Actually no. Nowhere did I say I agreed with you. I stated that I didn't dispute the final statement of the article, which I didn't. Not disputing=/=agreeing. That isn't complicated to understand now is it?
Obamacult wrote:In reality, this dog doesn't bark. I don't know where you got the bullshit stats that show Texas poverty increased because it simply isnt true.

Yeah, my data was a little outdated I think.
Obamacult wrote:I eagerly await which bullshit diversion you will employ on this one. Note that the boys in the engineering department are taking bets on how you will spin this gaffe. I have lost over 3 bucks betting quarters on your bullshit and sociobiology earlier in the week. However, you have provided the boys much merriment so thanks is deserved.

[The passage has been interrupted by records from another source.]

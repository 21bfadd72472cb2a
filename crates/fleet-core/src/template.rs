//! Cloud-init user-data rendering.
//!
//! Templates are plain strings with `${{ ... }}` expressions:
//!
//! - `${{ image }}` - the agent image
//! - `${{ env.KEY }}` - a single agent environment variable
//! - `${{ environment }}` on a line of its own - one `- KEY=VALUE` line per
//!   agent environment variable, indented like the directive

use crate::agent::Agent;
use crate::config::PoolConfig;
use crate::{Error, Result};
use regex::Regex;
use std::collections::BTreeMap;
use std::sync::LazyLock;

pub const ENV_SERVER: &str = "WOODPECKER_SERVER";
pub const ENV_AGENT_SECRET: &str = "WOODPECKER_AGENT_SECRET";
pub const ENV_MAX_WORKFLOWS: &str = "WOODPECKER_MAX_WORKFLOWS";
pub const ENV_GRPC_SECURE: &str = "WOODPECKER_GRPC_SECURE";

static EXPRESSION: LazyLock<Regex> =
    LazyLock::new(|| Regex::new(r"\$\{\{\s*([^}]+?)\s*\}\}").expect("static regex"));

static ENVIRONMENT_LINE: LazyLock<Regex> = LazyLock::new(|| {
    Regex::new(r"^(\s*)\$\{\{\s*environment\s*\}\}\s*$").expect("static regex")
});

/// Ubuntu cloud-init that installs docker and runs the agent via compose.
pub const CLOUD_INIT_UBUNTU: &str = r#"#cloud-config

apt_reboot_if_required: false
package_update: false
package_upgrade: false

groups:
  - docker

system_info:
  default_user:
    groups: [ docker ]

apt:
  sources:
    docker.list:
      source: deb https://download.docker.com/linux/ubuntu $RELEASE stable
      keyid: 0EBFCD88

packages:
  - docker-ce
  - docker-compose-plugin

write_files:
  - path: /root/docker-compose.yml
    content: |
      services:
        agent:
          image: ${{ image }}
          restart: always
          volumes:
            - /var/run/docker.sock:/var/run/docker.sock
          environment:
            ${{ environment }}

runcmd:
  - sh -xc "cd /root; docker compose up -d"

final_message: "The system is finally up, after $UPTIME seconds"
"#;

/// Values available to a template.
#[derive(Debug, Clone, Default, PartialEq, Eq)]
pub struct UserDataParams {
    pub image: String,
    pub environment: BTreeMap<String, String>,
}

impl UserDataParams {
    /// Parameters for booting `agent` in the given pool. User-supplied
    /// environment overrides the generated entries.
    pub fn for_agent(config: &PoolConfig, agent: &Agent) -> Self {
        let mut environment = BTreeMap::from([
            (ENV_SERVER.to_string(), config.grpc_address.clone()),
            (ENV_AGENT_SECRET.to_string(), agent.token.clone()),
            (
                ENV_MAX_WORKFLOWS.to_string(),
                config.workflows_per_agent.to_string(),
            ),
        ]);
        if config.grpc_secure {
            environment.insert(ENV_GRPC_SECURE.to_string(), "true".to_string());
        }
        let environment = crate::maps::merge_maps(&environment, &config.environment);

        Self {
            image: config.image.clone(),
            environment,
        }
    }
}

#[derive(Debug, Clone, PartialEq, Eq)]
pub struct UserDataTemplate {
    source: String,
}

impl Default for UserDataTemplate {
    fn default() -> Self {
        Self::new(CLOUD_INIT_UBUNTU)
    }
}

impl UserDataTemplate {
    pub fn new(source: impl Into<String>) -> Self {
        Self {
            source: source.into(),
        }
    }

    pub fn source(&self) -> &str {
        &self.source
    }

    /// Render the template. Unknown expressions and missing variables are
    /// errors.
    pub fn render(&self, params: &UserDataParams) -> Result<String> {
        let mut lines = Vec::new();
        for line in self.source.lines() {
            match ENVIRONMENT_LINE.captures(line) {
                Some(caps) => {
                    let indent = caps.get(1).map_or("", |m| m.as_str());
                    for (key, value) in &params.environment {
                        lines.push(format!("{}- {}={}", indent, key, value));
                    }
                }
                None => lines.push(self.render_line(line, params)?),
            }
        }

        let mut rendered = lines.join("\n");
        if self.source.ends_with('\n') {
            rendered.push('\n');
        }
        Ok(rendered)
    }

    fn render_line(&self, line: &str, params: &UserDataParams) -> Result<String> {
        let mut failure = None;
        let rendered = EXPRESSION.replace_all(line, |caps: &regex::Captures| {
            let expr = caps.get(1).map_or("", |m| m.as_str());
            match resolve(expr, params) {
                Ok(value) => value,
                Err(e) => {
                    failure.get_or_insert(e);
                    String::new()
                }
            }
        });

        match failure {
            Some(e) => Err(e),
            None => Ok(rendered.into_owned()),
        }
    }
}

fn resolve(expr: &str, params: &UserDataParams) -> Result<String> {
    if expr == "image" {
        return Ok(params.image.clone());
    }
    if expr == "environment" {
        return Err(Error::Template(
            "${{ environment }} must be on a line of its own".into(),
        ));
    }
    if let Some(key) = expr.strip_prefix("env.") {
        return params
            .environment
            .get(key)
            .cloned()
            .ok_or_else(|| Error::Template(format!("unknown environment variable: {}", key)));
    }
    Err(Error::Template(format!("unknown expression: {}", expr)))
}

#[cfg(test)]
mod tests {
    use super::*;
    use pretty_assertions::assert_eq;

    fn params() -> UserDataParams {
        UserDataParams {
            image: "agent:1".to_string(),
            environment: BTreeMap::from([
                ("A".to_string(), "1".to_string()),
                ("B".to_string(), "two".to_string()),
            ]),
        }
    }

    #[test]
    fn test_render_expands_environment_block() {
        let template = UserDataTemplate::new("image: ${{ image }}\nenv:\n    ${{ environment }}\n");
        let rendered = template.render(&params()).unwrap();
        assert_eq!(rendered, "image: agent:1\nenv:\n    - A=1\n    - B=two\n");
    }

    #[test]
    fn test_render_single_variable() {
        let template = UserDataTemplate::new("echo ${{env.B}}");
        assert_eq!(template.render(&params()).unwrap(), "echo two");
    }

    #[test]
    fn test_render_rejects_unknown_expressions() {
        assert!(UserDataTemplate::new("${{ nope }}").render(&params()).is_err());
        assert!(UserDataTemplate::new("${{ env.MISSING }}").render(&params()).is_err());
        assert!(
            UserDataTemplate::new("x: ${{ environment }}")
                .render(&params())
                .is_err()
        );
    }

    #[test]
    fn test_default_template_renders_agent_environment() {
        let config = PoolConfig {
            grpc_secure: true,
            environment: BTreeMap::from([("WOODPECKER_FILTER_LABELS".into(), "arch=amd64".into())]),
            ..Default::default()
        };
        let agent = Agent {
            token: "s3cret".to_string(),
            ..Agent::named("pool-1-agent-abcd")
        };

        let rendered = UserDataTemplate::default()
            .render(&UserDataParams::for_agent(&config, &agent))
            .unwrap();

        assert!(rendered.starts_with("#cloud-config\n"));
        assert!(rendered.contains("image: woodpeckerci/woodpecker-agent:next"));
        assert!(rendered.contains("            - WOODPECKER_AGENT_SECRET=s3cret\n"));
        assert!(rendered.contains("- WOODPECKER_GRPC_SECURE=true"));
        assert!(rendered.contains("- WOODPECKER_MAX_WORKFLOWS=2"));
        assert!(rendered.contains("- WOODPECKER_FILTER_LABELS=arch=amd64"));
        assert!(rendered.contains("$RELEASE"));
    }

    #[test]
    fn test_user_environment_overrides_generated_entries() {
        let config = PoolConfig {
            environment: BTreeMap::from([(ENV_SERVER.to_string(), "override:9000".to_string())]),
            ..Default::default()
        };
        let params = UserDataParams::for_agent(&config, &Agent::named("pool-1-agent-a"));
        assert_eq!(params.environment[ENV_SERVER], "override:9000");
    }
}
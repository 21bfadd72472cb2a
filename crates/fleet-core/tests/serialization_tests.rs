//! Wire-format tests for the CI server payloads.

use fleet_core::{Agent, QueueInfo};

#[test]
fn test_agent_from_registry_payload() {
    let json = r#"{
        "id": 12,
        "created": 1700000000,
        "updated": 1700000500,
        "name": "pool-1-agent-k3j9x0ab",
        "owner_id": -1,
        "token": "abc",
        "last_contact": 1700000400,
        "last_work": 1700000300,
        "platform": "linux/amd64",
        "backend": "docker",
        "capacity": 2,
        "version": "3.0.0",
        "no_schedule": true
    }"#;

    let agent: Agent = serde_json::from_str(json).expect("deserialize");
    assert_eq!(agent.id, 12);
    assert_eq!(agent.name, "pool-1-agent-k3j9x0ab");
    assert_eq!(agent.token, "abc");
    assert!(agent.no_schedule);
    assert_eq!(agent.last_contact, 1700000400);
    assert_eq!(agent.last_work, 1700000300);
    assert_eq!(agent.created, 1700000000);
}

#[test]
fn test_new_agent_payload_omits_empty_token() {
    let json = serde_json::to_value(Agent::named("pool-1-agent-abcd")).expect("serialize");
    assert_eq!(json["name"], "pool-1-agent-abcd");
    assert!(json.get("token").is_none());
    assert_eq!(json["no_schedule"], false);
}

#[test]
fn test_queue_info_with_missing_lists() {
    let json = r#"{"stats": {"worker_count": 4, "pending_count": 3, "running_count": 1}}"#;

    let info: QueueInfo = serde_json::from_str(json).expect("deserialize");
    assert_eq!(info.stats.workers, 4);
    assert_eq!(info.stats.pending, 3);
    assert_eq!(info.stats.waiting_on_deps, 0);
    assert!(info.pending.is_empty());
    assert!(!info.paused);
}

How intellectually dishonest of you to completely ignore the rest of that part. I'll repost it for you.

Mavorpen wrote:I actually lol'd. You're celebrating over a decrease in 1 percentage point of the poverty rate? Did you even read past that?

Still, Texas had the sixth highest rate among states. About 4.5 million Texans, or 17.4 percent, lived in households with incomes below the federal poverty line, a figure that included nearly 1.8 million children, or 25.8 percent of all Texas children.
"Poverty is a serious problem that we cannot afford to ignore," Celia Cole with the Texas Food Bank Network said in a statement. "Our food banks are serving record numbers of families struggling to put food on the table, but we cannot do it alone. We need everyone and every resource at the table to tackle poverty and its symptoms."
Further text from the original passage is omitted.